Dia mungkin tidak punya perasaan lain, bahkan satu fragmen, untuk mengatasi situasinya, tapi …

 

“Hmmm … para Demon Heavenly Generals … kita bisa melakukannya jika kita akan habis-habisan, kan?” (Soma)

 

“Oioi, aku merasa itu mungkin untukmu, tapi … bukankah sulit untuk menyelamatkan Lina dan Aina dalam kasus itu? Aku tidak yakin apakah aku ingin melawan mereka, tetapi itu terlalu banyak, kau tahu? ”(Camilla)

 

Tidak ada hal semacam itu, tapi … yah, apapun situasinya, ada kebutuhan untuk memikirkan kembali apakah itu dibenarkan untuk bergantung pada orang lain.

 

Akan lebih baik jika Camilla mendapatkan kembali kepercayaan diri dengan melawan Demon Heavenly Generals, tetapi tidak akan memaafkan untuk melakukan itu ketika mempertimbangkan situasi yang melibatkan Aina dan Lina.

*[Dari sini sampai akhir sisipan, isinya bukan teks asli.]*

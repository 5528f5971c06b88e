//! Covered vs coverable comparison
//!
//! Intersects reconstructed coverage with a coverable universe loaded from a
//! line-set file. Paths are compared by exact string equality; covered
//! files outside the universe simply contribute nothing.

use crate::line_set::LineSet;
use serde::Serialize;
use std::collections::BTreeMap;
use std::fmt::Write as _;
use std::path::Path;

/// Coverage of one file (or directory, when aggregated)
#[derive(Debug, Clone, PartialEq, Eq, Serialize)]
pub struct FileCoverage {
    pub file: String,
    pub covered: usize,
    pub coverable: usize,
}

impl FileCoverage {
    pub fn percentage(&self) -> f64 {
        percentage(self.covered, self.coverable)
    }
}

#[derive(Debug, Clone, Serialize)]
pub struct Comparison {
    /// Covered lines that are also coverable
    #[serde(skip)]
    pub matched: LineSet,
    /// Files with at least one matched line
    pub per_file: Vec<FileCoverage>,
    pub matched_total: usize,
    pub coverable_total: usize,
}

fn percentage(part: usize, total: usize) -> f64 {
    if total == 0 {
        0.0
    } else {
        part as f64 / total as f64 * 100.0
    }
}

/// Intersect covered lines with the coverable universe
pub fn compare(covered: &LineSet, coverable: &LineSet) -> Comparison {
    let mut matched = LineSet::new();
    let mut per_file = Vec::new();

    for (file, covered_lines) in covered.iter() {
        let Some(coverable_lines) = coverable.lines(file) else {
            continue;
        };
        let mut count = 0;
        for line in covered_lines.intersection(coverable_lines) {
            matched.insert(file, *line);
            count += 1;
        }
        if count > 0 {
            per_file.push(FileCoverage {
                file: file.to_string(),
                covered: count,
                coverable: coverable_lines.len(),
            });
        }
    }

    Comparison {
        matched_total: matched.line_count(),
        coverable_total: coverable.line_count(),
        matched,
        per_file,
    }
}

impl Comparison {
    pub fn percentage(&self) -> f64 {
        percentage(self.matched_total, self.coverable_total)
    }

    /// `M of T (P%) lines are covered in <name>`
    pub fn summary_line(&self, coverable_name: &Path) -> String {
        format!(
            "{} of {} ({:.1}%) lines are covered in {}",
            self.matched_total,
            self.coverable_total,
            self.percentage(),
            coverable_name.display()
        )
    }

    /// Aggregate per-file rows by parent directory
    pub fn per_directory(&self) -> Vec<FileCoverage> {
        let mut dirs: BTreeMap<String, (usize, usize)> = BTreeMap::new();
        for row in &self.per_file {
            let dir = match row.file.rfind('/') {
                Some(0) => "/".to_string(),
                Some(pos) => row.file[..pos].to_string(),
                None => ".".to_string(),
            };
            let entry = dirs.entry(dir).or_default();
            entry.0 += row.covered;
            entry.1 += row.coverable;
        }
        dirs.into_iter()
            .map(|(file, (covered, coverable))| FileCoverage {
                file,
                covered,
                coverable,
            })
            .collect()
    }
}

/// Render coverage rows as an aligned text table
pub fn render_table(rows: &[FileCoverage], first_column: &str) -> String {
    let width = rows
        .iter()
        .map(|r| r.file.len())
        .chain(std::iter::once(first_column.len()))
        .max()
        .unwrap_or(0);

    let mut out = String::new();
    let _ = writeln!(
        out,
        "{:<width$}  {:>8}  {:>9}  {:>7}",
        first_column, "covered", "coverable", "percent"
    );
    for row in rows {
        let _ = writeln!(
            out,
            "{:<width$}  {:>8}  {:>9}  {:>6.1}%",
            row.file,
            row.covered,
            row.coverable,
            row.percentage()
        );
    }
    out
}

Soma memikirkannya karena dia mengenalnya secara rutin, tapi … yah, kesempatan seperti itu akan datang lagi nanti.

Bagaimanapun, apa yang dia pikirkan sekarang adalah menyelamatkan Aina dan Lina.

Saat Soma menata ulang pikirannya, dia terus berbicara sambil sesekali mengalahkan monster, dan mereka maju ke kedalaman hutan.

tags: baca novel Ex Strongest Swordsman Longs For Magic In Different World Chapter 30 Bahasa Indonesia, web novel Ex Strongest Swordsman Longs For Magic In Different World Chapter 30 Bahasa Indonesia, light novel Ex Strongest Swordsman Longs For Magic In Different World Chapter 30 Bahasa Indonesia, novel Ex Strongest Swordsman Longs For Magic In Different World Chapter 30 Bahasa Indonesia, baca Ex Strongest Swordsman Longs For Magic In Different World Chapter 30 Bahasa Indonesia , Ex Strongest Swordsman Longs For Magic In Different World Chapter 30 Bahasa Indonesia manga, Ex Strongest Swordsman Longs For Magic In Different World Chapter 30 Bahasa Indonesia online, Ex Strongest Swordsman Longs For Magic In Different World Chapter 30 Bahasa Indonesia bab, Ex Strongest Swordsman Longs For Magic In Different World Chapter 30 Bahasa Indonesia chapter, Ex Strongest Swordsman Longs For Magic In Different World Chapter 30 Bahasa Indonesia high quality, Ex Strongest Swordsman Longs For Magic In Different World Chapter 30 Bahasa Indonesia manga scan, ,
Table of Content

Tinggalkan Komentar untuk Dukung Kami!